## EXTRACTED ENTRIES
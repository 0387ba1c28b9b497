//! `rd-world` — the boundary between the scheduling core and the host
//! simulation.
//!
//! # What lives here
//!
//! | Module        | Contents                                                |
//! |---------------|---------------------------------------------------------|
//! | [`classify`]  | `Service`, `SubService`, `StructureKind`, `BuildingClass` |
//! | [`citizen`]   | `AgeGroup`, `CitizenLocation`, `CitizenFlags`           |
//! | [`traits`]    | `Buildings`, `Citizens`, `TravelTime`, `Weather`, `VisitPlaces` |
//! | [`memory`]    | `MemoryWorld`, a full in-memory implementation          |
//!
//! The upper crates are generic over these traits; `MemoryWorld` backs the
//! sim driver and every scenario test.

pub mod citizen;
pub mod classify;
pub mod memory;
pub mod traits;

#[cfg(test)]
mod tests;

// ── Re-exports ────────────────────────────────────────────────────────────────

pub use citizen::{AgeGroup, CitizenFlags, CitizenLocation};
pub use classify::{BuildingClass, Service, StructureKind, SubService};
pub use memory::{BuildingRecord, CitizenRecord, MemoryWorld};
pub use traits::{Buildings, Citizens, TravelTime, VisitPlaces, Weather, World, MAX_HOUSEHOLD};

## TASK BRIEF
Send back exactly the lines from the line with "pub mod citizen;" through the end of the records.

## PROBLEM SOLUTION
pub mod citizen;
pub mod classify;
pub mod memory;
pub mod traits;

#[cfg(test)]
mod tests;

// ── Re-exports ────────────────────────────────────────────────────────────────

pub use citizen::{AgeGroup, CitizenFlags, CitizenLocation};
pub use classify::{BuildingClass, Service, StructureKind, SubService};
pub use memory::{BuildingRecord, CitizenRecord, MemoryWorld};
pub use traits::{Buildings, Citizens, TravelTime, VisitPlaces, Weather, World, MAX_HOUSEHOLD};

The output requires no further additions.